(Saved entries)

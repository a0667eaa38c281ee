//! Command structs for engine operations.
//!
//! These types group parameters for write operations (bill and user
//! mutations), keeping call sites readable and avoiding long argument lists.

use chrono::{DateTime, Utc};

/// Create or update a bill. One shape serves both mutations.
#[derive(Clone, Debug)]
pub struct BillCmd {
    pub user_id: i64,
    pub amount: String,
    pub description: String,
    pub date: Option<DateTime<Utc>>,
    pub receiver: String,
    pub location: String,
    pub consumers: Vec<String>,
}

impl BillCmd {
    #[must_use]
    pub fn new(
        user_id: i64,
        amount: impl Into<String>,
        receiver: impl Into<String>,
        location: impl Into<String>,
    ) -> Self {
        Self {
            user_id,
            amount: amount.into(),
            description: String::new(),
            date: None,
            receiver: receiver.into(),
            location: location.into(),
            consumers: Vec::new(),
        }
    }

    #[must_use]
    pub fn description(mut self, description: impl Into<String>) -> Self {
        self.description = description.into();
        self
    }

    #[must_use]
    pub fn date(mut self, date: DateTime<Utc>) -> Self {
        self.date = Some(date);
        self
    }

    #[must_use]
    pub fn consumer(mut self, consumer: impl Into<String>) -> Self {
        self.consumers.push(consumer.into());
        self
    }

    #[must_use]
    pub fn consumers<I, S>(mut self, consumers: I) -> Self
    where
        I: IntoIterator<Item = S>,
        S: Into<String>,
    {
        self.consumers.extend(consumers.into_iter().map(Into::into));
        self
    }
}

/// Create or update a mirrored user account.
#[derive(Clone, Debug)]
pub struct UserCmd {
    pub id: i64,
    pub first_name: String,
    pub last_name: String,
    pub email: String,
    pub password: String,
    pub phone: String,
    pub role: String,
}

impl UserCmd {
    #[must_use]
    pub fn new(id: i64, email: impl Into<String>, password: impl Into<String>) -> Self {
        Self {
            id,
            first_name: String::new(),
            last_name: String::new(),
            email: email.into(),
            password: password.into(),
            phone: String::new(),
            role: "user".to_string(),
        }
    }

    #[must_use]
    pub fn first_name(mut self, first_name: impl Into<String>) -> Self {
        self.first_name = first_name.into();
        self
    }

    #[must_use]
    pub fn last_name(mut self, last_name: impl Into<String>) -> Self {
        self.last_name = last_name.into();
        self
    }

    #[must_use]
    pub fn phone(mut self, phone: impl Into<String>) -> Self {
        self.phone = phone.into();
        self
    }

    #[must_use]
    pub fn role(mut self, role: impl Into<String>) -> Self {
        self.role = role.into();
        self
    }
}
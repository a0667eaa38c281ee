//! Receivers are the payees bills were paid to.
//!
//! Each owner has their own receiver set, unique by name across live and
//! soft-deleted rows.

use chrono::{DateTime, Utc};
use sea_orm::entity::prelude::*;
use serde::{Deserialize, Serialize};

use crate::Lifecycle;

#[derive(Clone, Debug, PartialEq, Eq, Serialize, Deserialize)]
#[serde(rename_all = "camelCase")]
pub struct Receiver {
    pub id: i32,
    pub name: String,
    pub user_id: i64,
    pub created_at: DateTime<Utc>,
    pub updated_at: DateTime<Utc>,
    #[serde(flatten)]
    pub lifecycle: Lifecycle,
}

#[derive(Clone, Debug, PartialEq, DeriveEntityModel)]
#[sea_orm(table_name = "receivers")]
pub struct Model {
    #[sea_orm(primary_key)]
    pub id: i32,
    pub name: String,
    pub user_id: i64,
    pub created_at: DateTimeUtc,
    pub updated_at: DateTimeUtc,
    pub deleted_at: Option<DateTimeUtc>,
}

#[derive(Copy, Clone, Debug, EnumIter, DeriveRelation)]
pub enum Relation {
    #[sea_orm(
        belongs_to = "super::users::Entity",
        from = "Column::UserId",
        to = "super::users::Column::Id",
        on_update = "NoAction",
        on_delete = "Cascade"
    )]
    Users,
}

impl ActiveModelBehavior for ActiveModel {}

impl From<Model> for Receiver {
    fn from(model: Model) -> Self {
        Self {
            id: model.id,
            name: model.name,
            user_id: model.user_id,
            created_at: model.created_at,
            updated_at: model.updated_at,
            lifecycle: Lifecycle::from_deleted_at(model.deleted_at),
        }
    }
}
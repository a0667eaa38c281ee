use chrono::{DateTime, Utc};
use sea_orm::{
    ActiveValue, DatabaseTransaction, QueryFilter, Statement, TransactionTrait, prelude::*,
};

use crate::{Bill, BillCmd, EngineError, ResultEngine, bill_consumers, bills, exec};

use super::{Engine, normalize_required_name, with_tx};

impl Engine {
    /// Record a new bill for the user named in the command.
    ///
    /// Receiver, location and consumers are given by name and resolved
    /// against the owner's reference sets, creating rows as needed. Amount
    /// must be a non-negative integral string, and the consumer list must
    /// hold between 1 and 20 distinct names.
    pub async fn create_bill(&self, cmd: BillCmd) -> ResultEngine<Bill> {
        with_tx!(self, |db_tx| {
            let amount = validate_amount(&cmd.amount)?;
            let receiver_name = normalize_required_name(&cmd.receiver, "receiver")?;
            let location_name = normalize_required_name(&cmd.location, "location")?;
            let consumer_names = normalize_consumer_names(&cmd.consumers)?;

            let receiver = Self::resolve_receiver(&db_tx, cmd.user_id, &receiver_name).await?;
            let location = Self::resolve_location(&db_tx, cmd.user_id, &location_name).await?;
            let consumers = Self::resolve_consumers(&db_tx, cmd.user_id, &consumer_names).await?;

            let now = Utc::now();
            let bill = bills::ActiveModel {
                id: ActiveValue::NotSet,
                amount: ActiveValue::Set(amount),
                description: ActiveValue::Set(cmd.description),
                date: ActiveValue::Set(cmd.date),
                user_id: ActiveValue::Set(cmd.user_id),
                receiver_id: ActiveValue::Set(receiver.id),
                location_id: ActiveValue::Set(location.id),
                created_at: ActiveValue::Set(now),
                updated_at: ActiveValue::Set(now),
                deleted_at: ActiveValue::Set(None),
            }
            .insert(&db_tx)
            .await?;

            Self::link_consumers(&db_tx, bill.id, &consumers).await?;

            Ok(Bill::from_parts(bill, receiver, location, consumers))
        })
    }

    /// Rewrite one live bill owned by the user named in the command.
    ///
    /// References resolve exactly like on create, with one extra rule: a
    /// consumer that resolved to a soft-deleted row rejects the update, so
    /// callers restore the consumer first instead of silently splitting a
    /// bill over someone who was removed.
    pub async fn update_bill(&self, bill_id: i64, cmd: BillCmd) -> ResultEngine<Bill> {
        with_tx!(self, |db_tx| {
            let amount = validate_amount(&cmd.amount)?;
            let receiver_name = normalize_required_name(&cmd.receiver, "receiver")?;
            let location_name = normalize_required_name(&cmd.location, "location")?;
            let consumer_names = normalize_consumer_names(&cmd.consumers)?;

            let consumers = Self::resolve_consumers(&db_tx, cmd.user_id, &consumer_names).await?;
            let receiver = Self::resolve_receiver(&db_tx, cmd.user_id, &receiver_name).await?;
            let location = Self::resolve_location(&db_tx, cmd.user_id, &location_name).await?;

            if let Some(deleted) = consumers
                .iter()
                .find(|consumer| consumer.deleted_at.is_some())
            {
                return Err(EngineError::InvalidConsumers(format!(
                    "Consumer \"{}\" was deleted try to restore it then update the bill.",
                    deleted.name
                )));
            }

            Self::require_active_bill(&db_tx, bill_id, cmd.user_id).await?;

            let backend = db_tx.get_database_backend();
            let now = Utc::now();
            let stmt = Statement::from_sql_and_values(
                backend,
                "UPDATE bills \
                 SET amount = ?, description = ?, date = ?, receiver_id = ?, location_id = ?, updated_at = ? \
                 WHERE id = ? AND user_id = ? AND deleted_at IS NULL \
                 RETURNING *;",
                vec![
                    amount.into(),
                    cmd.description.into(),
                    cmd.date.into(),
                    receiver.id.into(),
                    location.id.into(),
                    now.into(),
                    bill_id.into(),
                    cmd.user_id.into(),
                ],
            );
            let bill: bills::Model = exec::one(&db_tx, stmt, "Could not update the bill.").await?;

            bill_consumers::Entity::delete_many()
                .filter(bill_consumers::Column::BillId.eq(bill.id))
                .exec(&db_tx)
                .await?;
            Self::link_consumers(&db_tx, bill.id, &consumers).await?;

            Ok(Bill::from_parts(bill, receiver, location, consumers))
        })
    }

    /// Soft-delete one live bill owned by the user.
    pub async fn delete_bill(&self, bill_id: i64, user_id: i64) -> ResultEngine<Bill> {
        with_tx!(self, |db_tx| {
            let backend = db_tx.get_database_backend();
            let now = Utc::now();
            let stmt = Statement::from_sql_and_values(
                backend,
                "UPDATE bills SET deleted_at = ?, updated_at = ? \
                 WHERE id = ? AND user_id = ? AND deleted_at IS NULL \
                 RETURNING *;",
                vec![now.into(), now.into(), bill_id.into(), user_id.into()],
            );
            let bill: bills::Model = exec::one(&db_tx, stmt, "Could not delete the bill.").await?;
            Self::assemble_bill(&db_tx, bill).await
        })
    }

    /// Bring one soft-deleted bill owned by the user back.
    pub async fn restore_bill(&self, bill_id: i64, user_id: i64) -> ResultEngine<Bill> {
        with_tx!(self, |db_tx| {
            let backend = db_tx.get_database_backend();
            let now = Utc::now();
            let stmt = Statement::from_sql_and_values(
                backend,
                "UPDATE bills SET deleted_at = NULL, updated_at = ? \
                 WHERE id = ? AND user_id = ? AND deleted_at IS NOT NULL \
                 RETURNING *;",
                vec![now.into(), bill_id.into(), user_id.into()],
            );
            let bill: bills::Model = exec::one(&db_tx, stmt, "Could not restore the bill.").await?;
            Self::assemble_bill(&db_tx, bill).await
        })
    }

    /// Load one live bill with its receiver, location and consumers.
    pub async fn bill(&self, bill_id: i64, user_id: i64) -> ResultEngine<Bill> {
        with_tx!(self, |db_tx| {
            let bill = Self::require_active_bill(&db_tx, bill_id, user_id).await?;
            Self::assemble_bill(&db_tx, bill).await
        })
    }

    /// Load one soft-deleted bill with its references.
    pub async fn deleted_bill(&self, bill_id: i64, user_id: i64) -> ResultEngine<Bill> {
        with_tx!(self, |db_tx| {
            let bill = bills::Entity::find_by_id(bill_id)
                .filter(bills::Column::UserId.eq(user_id))
                .filter(bills::Column::DeletedAt.is_not_null())
                .one(&db_tx)
                .await?
                .ok_or_else(|| EngineError::KeyNotFound("bill not exists".to_string()))?;
            Self::assemble_bill(&db_tx, bill).await
        })
    }

    /// Flip every live bill of the user to deleted, stamped with the
    /// cascade instant.
    pub(super) async fn delete_bills_for_user(
        db_tx: &DatabaseTransaction,
        user_id: i64,
        deleted_at: DateTime<Utc>,
    ) -> ResultEngine<Vec<bills::Model>> {
        let backend = db_tx.get_database_backend();
        let stmt = Statement::from_sql_and_values(
            backend,
            "UPDATE bills SET deleted_at = ?, updated_at = ? \
             WHERE user_id = ? AND deleted_at IS NULL \
             RETURNING *;",
            vec![deleted_at.into(), deleted_at.into(), user_id.into()],
        );
        exec::many(db_tx, stmt, None).await
    }

    /// Bring back the bills deleted by the cascade stamped `deleted_at`.
    ///
    /// Bills the user had deleted on their own keep their older stamp and
    /// stay deleted.
    pub(super) async fn restore_bills_for_user(
        db_tx: &DatabaseTransaction,
        user_id: i64,
        deleted_at: DateTime<Utc>,
        restored_at: DateTime<Utc>,
    ) -> ResultEngine<Vec<bills::Model>> {
        let backend = db_tx.get_database_backend();
        let stmt = Statement::from_sql_and_values(
            backend,
            "UPDATE bills SET deleted_at = NULL, updated_at = ? \
             WHERE user_id = ? AND deleted_at = ? \
             RETURNING *;",
            vec![restored_at.into(), user_id.into(), deleted_at.into()],
        );
        exec::many(db_tx, stmt, None).await
    }

    pub(super) async fn require_active_bill(
        db_tx: &DatabaseTransaction,
        bill_id: i64,
        user_id: i64,
    ) -> ResultEngine<bills::Model> {
        bills::Entity::find_by_id(bill_id)
            .filter(bills::Column::UserId.eq(user_id))
            .filter(bills::Column::DeletedAt.is_null())
            .one(db_tx)
            .await?
            .ok_or_else(|| EngineError::KeyNotFound("bill not exists".to_string()))
    }

    async fn assemble_bill(db_tx: &DatabaseTransaction, bill: bills::Model) -> ResultEngine<Bill> {
        let receiver = crate::receivers::Entity::find_by_id(bill.receiver_id)
            .one(db_tx)
            .await?
            .ok_or_else(|| EngineError::KeyNotFound("receiver not exists".to_string()))?;
        let location = crate::locations::Entity::find_by_id(bill.location_id)
            .one(db_tx)
            .await?
            .ok_or_else(|| EngineError::KeyNotFound("location not exists".to_string()))?;
        let consumers = bill.find_related(crate::consumers::Entity).all(db_tx).await?;
        Ok(Bill::from_parts(bill, receiver, location, consumers))
    }

    async fn link_consumers(
        db_tx: &DatabaseTransaction,
        bill_id: i64,
        consumers: &[crate::consumers::Model],
    ) -> ResultEngine<()> {
        let links: Vec<bill_consumers::ActiveModel> = consumers
            .iter()
            .map(|consumer| bill_consumers::ActiveModel {
                bill_id: ActiveValue::Set(bill_id),
                consumer_id: ActiveValue::Set(consumer.id),
            })
            .collect();
        bill_consumers::Entity::insert_many(links).exec(db_tx).await?;
        Ok(())
    }
}

fn validate_amount(value: &str) -> ResultEngine<String> {
    let trimmed = value.trim();
    if trimmed.is_empty() || trimmed.len() > 18 {
        return Err(EngineError::InvalidAmount(
            "amount must be 1 to 18 digits".to_string(),
        ));
    }
    if !trimmed.bytes().all(|byte| byte.is_ascii_digit()) {
        return Err(EngineError::InvalidAmount(
            "amount must contain only digits".to_string(),
        ));
    }
    Ok(trimmed.to_string())
}

fn normalize_consumer_names(names: &[String]) -> ResultEngine<Vec<String>> {
    let mut normalized: Vec<String> = Vec::with_capacity(names.len());
    for name in names {
        let trimmed = name.trim();
        if trimmed.is_empty() {
            return Err(EngineError::InvalidConsumers(
                "consumer names must not be empty".to_string(),
            ));
        }
        if trimmed.chars().count() > 100 {
            return Err(EngineError::InvalidConsumers(
                "consumer names must be at most 100 characters".to_string(),
            ));
        }
        if !normalized.iter().any(|existing| existing == trimmed) {
            normalized.push(trimmed.to_string());
        }
    }
    if normalized.is_empty() || normalized.len() > 20 {
        return Err(EngineError::InvalidConsumers(
            "expected between 1 and 20 distinct consumers".to_string(),
        ));
    }
    Ok(normalized)
}
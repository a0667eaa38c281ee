//! Settings for the service, read from `settings.toml`.

use config::{Config, ConfigError, File};
use serde::Deserialize;

#[derive(Debug, Deserialize)]
pub struct App {
    pub level: String,
}

#[derive(Debug, Deserialize)]
#[serde(rename_all = "lowercase")]
pub enum Database {
    Memory,
    Sqlite(String),
}

#[derive(Debug, Deserialize)]
pub struct Redis {
    pub url: String,
    pub queue: Option<String>,
}

#[derive(Debug, Deserialize)]
pub struct Settings {
    pub app: App,
    pub database: Database,
    pub redis: Option<Redis>,
}

impl Settings {
    pub fn new() -> Result<Self, ConfigError> {
        let settings = Config::builder()
            .add_source(File::with_name("settings"))
            .build()?;

        settings.try_deserialize()
    }
}
//! Join table linking bills to the consumers they are split over.

use sea_orm::entity::prelude::*;

#[derive(Clone, Debug, PartialEq, DeriveEntityModel)]
#[sea_orm(table_name = "bill_consumers")]
pub struct Model {
    #[sea_orm(primary_key, auto_increment = false)]
    pub bill_id: i64,
    #[sea_orm(primary_key, auto_increment = false)]
    pub consumer_id: i32,
}

#[derive(Copy, Clone, Debug, EnumIter, DeriveRelation)]
pub enum Relation {
    #[sea_orm(
        belongs_to = "super::bills::Entity",
        from = "Column::BillId",
        to = "super::bills::Column::Id",
        on_update = "NoAction",
        on_delete = "Cascade"
    )]
    Bills,
    #[sea_orm(
        belongs_to = "super::consumers::Entity",
        from = "Column::ConsumerId",
        to = "super::consumers::Column::Id",
        on_update = "NoAction",
        on_delete = "Cascade"
    )]
    Consumers,
}

impl Related<super::bills::Entity> for Entity {
    fn to() -> RelationDef {
        Relation::Bills.def()
    }
}

impl Related<super::consumers::Entity> for Entity {
    fn to() -> RelationDef {
        Relation::Consumers.def()
    }
}

impl ActiveModelBehavior for ActiveModel {}
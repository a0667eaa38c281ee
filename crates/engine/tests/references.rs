use chrono::Utc;
use sea_orm::{ConnectionTrait, Database, DatabaseConnection, Statement};

use engine::{BillCmd, Engine, EngineError};
use migration::MigratorTrait;

async fn engine_with_db() -> (Engine, DatabaseConnection) {
    let db = Database::connect("sqlite::memory:").await.unwrap();
    migration::Migrator::up(&db, None).await.unwrap();
    seed_user(&db, 1, "alice@example.com").await;
    seed_user(&db, 2, "bob@example.com").await;
    let engine = Engine::builder()
        .database(db.clone())
        .build()
        .await
        .unwrap();
    (engine, db)
}

async fn seed_user(db: &DatabaseConnection, id: i64, email: &str) {
    let backend = db.get_database_backend();
    let now = Utc::now();
    db.execute(Statement::from_sql_and_values(
        backend,
        "INSERT INTO users \
         (id, first_name, last_name, email, password, phone, role, created_at, updated_at) \
         VALUES (?, ?, ?, ?, ?, ?, ?, ?, ?)",
        vec![
            id.into(),
            "Test".into(),
            "User".into(),
            email.into(),
            "password".into(),
            "".into(),
            "user".into(),
            now.into(),
            now.into(),
        ],
    ))
    .await
    .unwrap();
}

#[tokio::test]
async fn rename_consumer_updates_the_row() {
    let (engine, _db) = engine_with_db().await;

    let bill = engine
        .create_bill(BillCmd::new(1, "100", "Enel", "Rome").consumer("Anna"))
        .await
        .unwrap();
    let anna_id = bill.consumers[0].id;

    let renamed = engine.rename_consumer(anna_id, " Anne ", 1).await.unwrap();
    assert_eq!(renamed.name, "Anne");

    let fetched = engine.consumer(anna_id, 1).await.unwrap();
    assert_eq!(fetched.name, "Anne");
}

#[tokio::test]
async fn rename_conflicts_even_with_a_soft_deleted_namesake() {
    let (engine, _db) = engine_with_db().await;

    let bill = engine
        .create_bill(BillCmd::new(1, "100", "Enel", "Rome").consumers(["Anna", "Marco"]))
        .await
        .unwrap();
    let anna_id = bill
        .consumers
        .iter()
        .find(|c| c.name == "Anna")
        .unwrap()
        .id;
    let marco_id = bill
        .consumers
        .iter()
        .find(|c| c.name == "Marco")
        .unwrap()
        .id;

    engine.delete_consumer(marco_id, 1).await.unwrap();

    let err = engine.rename_consumer(anna_id, "Marco", 1).await.unwrap_err();
    assert_eq!(err, EngineError::ExistingKey("Marco".to_string()));

    // The failed rename left the row alone.
    let unchanged = engine.consumer(anna_id, 1).await.unwrap();
    assert_eq!(unchanged.name, "Anna");
}

#[tokio::test]
async fn rename_rejects_empty_names() {
    let (engine, _db) = engine_with_db().await;

    let bill = engine
        .create_bill(BillCmd::new(1, "100", "Enel", "Rome").consumer("Anna"))
        .await
        .unwrap();

    let err = engine
        .rename_consumer(bill.consumers[0].id, "   ", 1)
        .await
        .unwrap_err();
    assert!(matches!(err, EngineError::InvalidName(_)));
}

#[tokio::test]
async fn reference_ops_are_scoped_to_the_owner() {
    let (engine, _db) = engine_with_db().await;

    let bill = engine
        .create_bill(BillCmd::new(1, "100", "Enel", "Rome").consumer("Anna"))
        .await
        .unwrap();
    let anna_id = bill.consumers[0].id;

    let err = engine.consumer(anna_id, 2).await.unwrap_err();
    assert_eq!(
        err,
        EngineError::KeyNotFound("consumer not exists".to_string())
    );

    let err = engine.rename_consumer(anna_id, "Mine", 2).await.unwrap_err();
    assert_eq!(
        err,
        EngineError::NoEffect("Could not update the consumer.".to_string())
    );

    let err = engine.delete_consumer(anna_id, 2).await.unwrap_err();
    assert_eq!(
        err,
        EngineError::NoEffect("Could not delete the consumer.".to_string())
    );
}

#[tokio::test]
async fn delete_and_restore_consumer_round_trip() {
    let (engine, _db) = engine_with_db().await;

    let bill = engine
        .create_bill(BillCmd::new(1, "100", "Enel", "Rome").consumer("Anna"))
        .await
        .unwrap();
    let anna_id = bill.consumers[0].id;

    let deleted = engine.delete_consumer(anna_id, 1).await.unwrap();
    assert!(deleted.lifecycle.is_deleted());

    let err = engine.consumer(anna_id, 1).await.unwrap_err();
    assert_eq!(
        err,
        EngineError::KeyNotFound("consumer not exists".to_string())
    );

    let err = engine.delete_consumer(anna_id, 1).await.unwrap_err();
    assert_eq!(
        err,
        EngineError::NoEffect("Could not delete the consumer.".to_string())
    );

    let restored = engine.restore_consumer(anna_id, 1).await.unwrap();
    assert!(restored.lifecycle.is_active());
    assert_eq!(engine.consumer(anna_id, 1).await.unwrap().name, "Anna");
}

#[tokio::test]
async fn deleted_consumer_still_resolves_by_name() {
    let (engine, db) = engine_with_db().await;

    let bill = engine
        .create_bill(BillCmd::new(1, "100", "Enel", "Rome").consumer("Anna"))
        .await
        .unwrap();
    engine.delete_consumer(bill.consumers[0].id, 1).await.unwrap();

    // A new bill for the same name reuses the soft-deleted row instead of
    // creating a twin.
    let second = engine
        .create_bill(BillCmd::new(1, "200", "Enel", "Rome").consumer("Anna"))
        .await
        .unwrap();
    assert_eq!(second.consumers[0].id, bill.consumers[0].id);

    let backend = db.get_database_backend();
    let row = db
        .query_one(Statement::from_string(
            backend,
            "SELECT COUNT(*) AS n FROM consumers".to_string(),
        ))
        .await
        .unwrap()
        .unwrap();
    assert_eq!(row.try_get::<i64>("", "n").unwrap(), 1);
}

#[tokio::test]
async fn receiver_and_location_ops_mirror_consumers() {
    let (engine, _db) = engine_with_db().await;

    let bill = engine
        .create_bill(BillCmd::new(1, "100", "Enel", "Rome").consumer("Anna"))
        .await
        .unwrap();

    let renamed = engine
        .rename_receiver(bill.receiver.id, "Acea", 1)
        .await
        .unwrap();
    assert_eq!(renamed.name, "Acea");

    let deleted = engine.delete_location(bill.location.id, 1).await.unwrap();
    assert!(deleted.lifecycle.is_deleted());
    let err = engine.location(bill.location.id, 1).await.unwrap_err();
    assert_eq!(
        err,
        EngineError::KeyNotFound("location not exists".to_string())
    );
    engine.restore_location(bill.location.id, 1).await.unwrap();
    assert_eq!(
        engine.location(bill.location.id, 1).await.unwrap().name,
        "Rome"
    );
}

> [Aim of the exercise]
Look through the entries for the string "migration". Every line that has it belongs in the answer.

> [Output]
use migration::MigratorTrait;
    migration::Migrator::up(&db, None).await.unwrap();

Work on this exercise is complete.